Opinion: Poor Sinovac results in Brazil raise questions about the Thai government

Data just in from Brazil shows the Chinese Covid-19 vaccine to be far less effective than claimed by Beijing, raising serious questions about the Thai government’s decision to invest heavily in the Sinovac jab, with the first doses due to arrive in February.

According to the Brazil-based Butantan Institute, a late-stage trial showed that the efficacy rate of the vaccine was around 50.4 per cent, much lower than the rates needed to establish and maintain herd immunity in a given population. The silver lining was that the virus was effective in lowering the number of serious cases of Covid-19.
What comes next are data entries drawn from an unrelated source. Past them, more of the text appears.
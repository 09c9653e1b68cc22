//! Scoring core
//!
//! Resolves which model applies to a lead, builds its feature row and turns
//! a dot product into a `ScoreResult`. The scoring flow is split into
//! `prepare` and `finish` so the batch engine can replace the per-lead dot
//! product with one matrix product per model while sharing everything else.

use lead_intel_config::{BoostRule, ScoringConfig};
use lead_intel_core::{
    ConversationTurn, LeadRecord, Outcome, ScoreResult, ScoringError, Segment,
    SegmentSignals, SignalVector, Stage,
};
use std::collections::HashMap;

use crate::model::{Calibration, LinearModel};
use crate::segment_signals::SegmentSignalExtractor;
use crate::BuildError;

/// Which model a prepared row belongs to
#[derive(Debug, Clone, Copy, PartialEq, Eq, Hash)]
pub enum ModelKey {
    Base,
    Segment(Segment),
}

#[derive(Debug, Clone)]
struct SegmentModel {
    model: LinearModel,
    boost: Option<BoostRule>,
}

/// Everything needed to finish a score once the dot product is known
#[derive(Debug, Clone)]
pub struct PreparedScore {
    pub segment: Segment,
    pub model_key: ModelKey,
    pub model_version: String,
    pub row: Vec<f64>,
    pub signals: SignalVector,
    pub segment_signals: SegmentSignals,
    pub completeness: f64,
    /// Confidence takes the fallback penalty
    pub degraded: bool,
}

#[derive(Debug, Clone)]
pub struct ScoringCore {
    base: LinearModel,
    fallback_version: String,
    segments: HashMap<Segment, SegmentModel>,
    segment_signals: SegmentSignalExtractor,
    calibration: Calibration,
}

impl ScoringCore {
    pub fn new(config: &ScoringConfig) -> Result<Self, BuildError> {
        let base_version = config.base_version();
        let segments = config
            .segment_models
            .iter()
            .map(|(segment, variant)| {
                let label = format!("{}-v{}", segment, variant.version);
                (
                    *segment,
                    SegmentModel {
                        model: LinearModel::new(label, &variant.weights),
                        boost: variant.boost.clone(),
                    },
                )
            })
            .collect();

        Ok(Self {
            base: LinearModel::new(base_version.clone(), &config.base_weights),
            fallback_version: format!("{}+fallback", base_version),
            segments,
            segment_signals: SegmentSignalExtractor::new(&config.segment_signals)?,
            calibration: Calibration::from_config(config),
        })
    }

    pub fn calibration(&self) -> &Calibration {
        &self.calibration
    }

    pub fn base_model(&self) -> &LinearModel {
        &self.base
    }

    /// Model for a key; unknown segment keys resolve to the base model
    pub fn model(&self, key: ModelKey) -> &LinearModel {
        match key {
            ModelKey::Base => &self.base,
            ModelKey::Segment(segment) => self
                .segments
                .get(&segment)
                .map(|s| &s.model)
                .unwrap_or(&self.base),
        }
    }

    /// Resolve the model and build its feature row.
    ///
    /// `upstream_degraded` marks inputs that were already defaulted, which
    /// forces the fallback version and confidence penalty.
    pub fn prepare(
        &self,
        lead: &LeadRecord,
        conversation: &[ConversationTurn],
        signals: &SignalVector,
        segment: Segment,
        upstream_degraded: bool,
    ) -> Outcome<PreparedScore> {
        let completeness = self.calibration.completeness(lead, conversation);
        let base_prepared = |degraded: bool| PreparedScore {
            segment,
            model_key: ModelKey::Base,
            model_version: if degraded {
                self.fallback_version.clone()
            } else {
                self.base.label().to_string()
            },
            row: self.base.feature_row(signals, &SegmentSignals::default()),
            signals: signals.clone(),
            segment_signals: SegmentSignals::default(),
            completeness,
            degraded,
        };

        let Some(variant) = self.segments.get(&segment) else {
            return Outcome::Complete(base_prepared(upstream_degraded));
        };

        match self
            .segment_signals
            .extract(lead, conversation, signals, segment)
        {
            Ok(segment_signals) => Outcome::Complete(PreparedScore {
                segment,
                model_key: ModelKey::Segment(segment),
                model_version: if upstream_degraded {
                    self.fallback_version.clone()
                } else {
                    variant.model.label().to_string()
                },
                row: variant.model.feature_row(signals, &segment_signals),
                signals: signals.clone(),
                segment_signals,
                completeness,
                degraded: upstream_degraded,
            }),
            Err(e) => {
                tracing::warn!(
                    lead_id = %lead.id,
                    segment = %segment,
                    error = %e,
                    "Segment model failed, falling back to base model"
                );
                let cause = ScoringError::SegmentModel {
                    segment: segment.to_string(),
                    message: e.to_string(),
                };
                Outcome::degraded(base_prepared(true), Stage::Scoring, cause.to_string())
            },
        }
    }

    /// Apply bonus, boost, curve, confidence and tier to a dot product
    pub fn finish(&self, prepared: &PreparedScore, dot: f64) -> Result<ScoreResult, ScoringError> {
        if !dot.is_finite() {
            return Err(ScoringError::NonFiniteScore {
                model: self.model(prepared.model_key).label().to_string(),
            });
        }

        let bonus = self.calibration.intent_bonus(&prepared.signals);
        let boost = self.boost(prepared);
        let raw = (dot + bonus) * boost;
        let score = self.calibration.normalize(raw);
        Ok(self.assemble(prepared, score, raw, bonus, boost))
    }

    /// Build the result once the curve has been applied
    pub fn assemble(
        &self,
        prepared: &PreparedScore,
        score: f64,
        raw: f64,
        bonus: f64,
        boost: f64,
    ) -> ScoreResult {
        let breakdown = self.model(prepared.model_key).contributions(&prepared.row);
        let balance = self.calibration.balance(&breakdown);
        let confidence = self
            .calibration
            .confidence(prepared.completeness, balance, prepared.degraded);
        let tier = self.calibration.tier(score, confidence);

        ScoreResult {
            score,
            confidence,
            tier,
            segment: prepared.segment,
            breakdown,
            raw_score: raw,
            intent_bonus: bonus,
            boost,
            model_version: prepared.model_version.clone(),
            cache_hit: false,
            latency_ms: 0.0,
            fingerprint: String::new(),
        }
    }

    /// Segment multiplier, capped, or 1.0 when the rule does not fire
    pub fn boost(&self, prepared: &PreparedScore) -> f64 {
        let ModelKey::Segment(segment) = prepared.model_key else {
            return 1.0;
        };
        let Some(rule) = self.segments.get(&segment).and_then(|s| s.boost.as_ref()) else {
            return 1.0;
        };
        let value = rule
            .feature
            .read(&prepared.signals, &prepared.segment_signals);
        if value >= rule.threshold {
            rule.multiplier.min(self.calibration.max_boost())
        } else {
            1.0
        }
    }

    /// Score one lead end to end on the scalar path
    pub fn score(
        &self,
        lead: &LeadRecord,
        conversation: &[ConversationTurn],
        signals: &SignalVector,
        segment: Segment,
        upstream_degraded: bool,
    ) -> Outcome<ScoreResult> {
        let prepared = self.prepare(lead, conversation, signals, segment, upstream_degraded);
        let degradation = prepared
            .degradation()
            .map(|(stage, cause)| (stage, cause.to_string()));
        let prepared = prepared.into_value();

        let finished = self
            .model(prepared.model_key)
            .dot(&prepared.row)
            .and_then(|dot| self.finish(&prepared, dot));

        match (finished, degradation) {
            (Ok(result), None) => Outcome::Complete(result),
            (Ok(result), Some((stage, cause))) => Outcome::degraded(result, stage, cause),
            (Err(e), _) => {
                tracing::error!(lead_id = %lead.id, error = %e, "Scoring failed, using emergency result");
                Outcome::degraded(ScoreResult::emergency(""), Stage::Scoring, e.to_string())
            },
        }
    }
}

#[cfg(test)]
mod tests {
    use super::*;
    use lead_intel_core::SignalName;

    fn core() -> ScoringCore {
        ScoringCore::new(&ScoringConfig::default()).unwrap()
    }

    fn lead() -> LeadRecord {
        LeadRecord::new("lead-1")
            .with_budget(600_000.0)
            .with_source("referral")
            .with_timeline("immediate")
            .with_financing("pre_approved")
            .with_location("Austin, TX")
    }

    #[test]
    fn test_score_bounds() {
        let c = core();
        for signals in [SignalVector::zeros(), SignalVector::neutral(), SignalVector::fallback()] {
            let r = c.score(&lead(), &[], &signals, Segment::General, false).into_value();
            assert!((0.0..=100.0).contains(&r.score));
            assert!((0.3..=0.95).contains(&r.confidence));
        }
        let all_ones = SignalName::ALL
            .iter()
            .fold(SignalVector::zeros(), |v, n| v.with(*n, 1.0));
        let r = c.score(&lead(), &[], &all_ones, Segment::General, false).into_value();
        assert_eq!(r.score, 100.0);
    }

    #[test]
    fn test_base_version_for_general() {
        let r = core()
            .score(&lead(), &[], &SignalVector::neutral(), Segment::General, false)
            .into_value();
        assert_eq!(r.model_version, "base-v2.1");
        assert_eq!(r.breakdown.len(), 8);
    }

    #[test]
    fn test_segment_version_and_boost() {
        let signals = SignalVector::neutral();
        let lead = lead().with_employer("Microsoft");
        let r = core()
            .score(&lead, &[], &signals, Segment::TechHub, false)
            .into_value();
        assert_eq!(r.model_version, "tech_hub-v1.0");
        assert_eq!(r.boost, 1.05);
    }

    #[test]
    fn test_segment_failure_falls_back_to_base() {
        let lead = lead().with_budget(f64::NAN);
        let outcome = core().score(&lead, &[], &SignalVector::neutral(), Segment::Luxury, false);
        assert!(outcome.is_degraded());
        let r = outcome.into_value();
        assert_eq!(r.model_version, "base-v2.1+fallback");
        assert_eq!(r.segment, Segment::Luxury);
    }

    #[test]
    fn test_missing_variant_is_complete() {
        let mut config = ScoringConfig::default();
        config.segment_models.remove(&Segment::Luxury);
        let c = ScoringCore::new(&config).unwrap();
        let outcome = c.score(&lead(), &[], &SignalVector::neutral(), Segment::Luxury, false);
        assert!(!outcome.is_degraded());
        assert_eq!(outcome.value().model_version, "base-v2.1");
    }

    #[test]
    fn test_raw_score_monotonic_in_budget_match() {
        let c = core();
        let mut last = f64::MIN;
        for step in 3..=9 {
            let signals = SignalVector::neutral().with(SignalName::BudgetMatch, step as f64 / 10.0);
            let r = c.score(&lead(), &[], &signals, Segment::General, false).into_value();
            assert!(r.raw_score >= last);
            last = r.raw_score;
        }
    }

    #[test]
    fn test_degraded_penalty() {
        let c = core();
        let clean = c
            .score(&lead(), &[], &SignalVector::neutral(), Segment::General, false)
            .into_value();
        let degraded = c
            .score(&lead(), &[], &SignalVector::neutral(), Segment::General, true)
            .into_value();
        assert!(degraded.confidence < clean.confidence);
        assert_eq!(degraded.model_version, "base-v2.1+fallback");
        assert_eq!(degraded.score, clean.score);
    }

    #[test]
    fn test_prepare_finish_matches_score() {
        let c = core();
        let signals = SignalVector::neutral().with(SignalName::CashBuyer, 1.0);
        let prepared = c
            .prepare(&lead(), &[], &signals, Segment::Military, false)
            .into_value();
        let dot = c.model(prepared.model_key).dot(&prepared.row).unwrap();
        let split = c.finish(&prepared, dot).unwrap();
        let whole = c
            .score(&lead(), &[], &signals, Segment::Military, false)
            .into_value();
        assert!(split.same_decision(&whole));
        assert_eq!(split.model_version, "military-v1.0");
    }
}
The new verified results from Brazil raises serious questions over the Thai government’s purchasing of 2 million doses of the vaccine and draws into question the government’s relationship with the Chinese government.

Did the Prayut Chan-ocha administration and Anuthin Charnvirakul, the Minister of Public Health, do any research about the vaccine before the purchase agreement was made?
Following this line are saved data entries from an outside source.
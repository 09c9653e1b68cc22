//! Buying stage and property interest

use lead_intel_config::ExtractionConfig;
use lead_intel_core::SignalName;

use super::util::saturate;
use super::{CategoryResult, ExtractionContext};
use crate::lexicon::PhraseSet;

pub(super) fn extract(
    ctx: &ExtractionContext<'_>,
    config: &ExtractionConfig,
    stages: &[(f64, PhraseSet)],
) -> CategoryResult {
    // most matched stage wins; later stages win ties
    let mut best: Option<(usize, f64)> = None;
    for (value, phrases) in stages {
        let hits = phrases.count(&ctx.combined_text);
        if hits == 0 {
            continue;
        }
        match best {
            Some((top, _)) if hits < top => {},
            _ => best = Some((hits, *value)),
        }
    }
    let stage = best.map(|(_, v)| v).unwrap_or(0.0);

    let e = &ctx.lead.engagement;
    let properties = (e.saved_properties + e.property_inquiries) as f64;

    Ok(vec![
        (SignalName::DecisionStage, stage),
        (
            SignalName::PropertyMatchCount,
            saturate(properties, config.saturation.properties),
        ),
    ])
}

#[cfg(test)]
mod tests {
    use crate::SignalExtractor;
    use chrono::Utc;
    use lead_intel_config::ExtractionConfig;
    use lead_intel_core::{ConversationTurn, EngagementCounters, LeadRecord, SignalName};

    fn extractor() -> SignalExtractor {
        SignalExtractor::new(ExtractionConfig::default()).unwrap()
    }

    #[test]
    fn test_stage_selection() {
        let now = Utc::now();
        let x = extractor();

        let browsing = vec![ConversationTurn::lead("Just looking, curious about the area", now)];
        let v = x.extract(&LeadRecord::new("a"), &browsing, now);
        assert_eq!(v.get(SignalName::DecisionStage), 0.25);

        // one exploration hit, one commitment hit: the later stage wins
        let mixed = vec![ConversationTurn::lead("I was browsing but now I'm ready to buy", now)];
        let v = x.extract(&LeadRecord::new("a"), &mixed, now);
        assert_eq!(v.get(SignalName::DecisionStage), 1.0);

        let v = x.extract(&LeadRecord::new("a"), &[], now);
        assert_eq!(v.get(SignalName::DecisionStage), 0.0);
    }

    #[test]
    fn test_property_interest() {
        let lead = LeadRecord::new("a").with_engagement(EngagementCounters {
            saved_properties: 3,
            property_inquiries: 2,
            ..Default::default()
        });
        let v = extractor().extract(&lead, &[], Utc::now());
        assert_eq!(v.get(SignalName::PropertyMatchCount), 0.5);
    }
}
Did they readily accept the results from the Chinese company/government without batting an eyelid?

If the latter is true, then the symbiotic relationship between the military-backed government in Thailand and the Chinese communist party has now taken precedence over the well-being of the Thai people.

According to Prayut and Anuthin, the Sinovacs vaccine was going to be administered to frontline workers – those risking their lives to protect the population from the pandemic. Rather than spending more money to ensure that the vaccine we are giving doctors and nurses is effective, we are giving them a vaccine that is only effective half of the time.

Why? Because the government, specifically those in charge, needs to suck up to their Chinese paymasters to stay in their good graces.

That is why we have Chinese submarines instead of German ones, the reason we have Chinese high speed rail systems instead of Japanese, the reason we turn a blind eye when the people of the Northeast suffer from drought when Chinese dams stop letting out water and now the reason why our frontline workers have a less than effective vaccine.

All of this stems from the government’s insecurity at how they came into power. Prayut and his government needed Beijing’s approval when they came into power because no western government would recognize an administration put in place by a military coup.

As a result, they are indebted to Beijing, indebted to Chinese capital and prestige, even at the expense of their own people.

Let us remember that the PRC is not the benevolent, benign power that it claims to be. One merely has to look at the havoc Beijing has wrought in the domestic economics of Laos and Cambodia to understand that a handshake with Xi Jinping’s government could result in debt-traps and binding contracts that could hamper a country’s economy for decades. Let us not even mention the human rights violations in Xinjiang, Inner Mongolia and Tibet that Beijing is guilty of.

Thailand has spent the last three centuries balancing the hegemony of great powers for our own advantage. It is the most remarkable foreign policy achievement for an otherwise unremarkable regional player.

Yet, the good work of our predecessors stands to be undone by Prayut and his cronies. Rather than continue to pursue the balance of power, this government has chosen instead to side with a dictatorial regime that grows more aggressive and imperialist by the day. If that is indeed the case, then this vaccine is just the first of many bitter pills that we will have to swallow.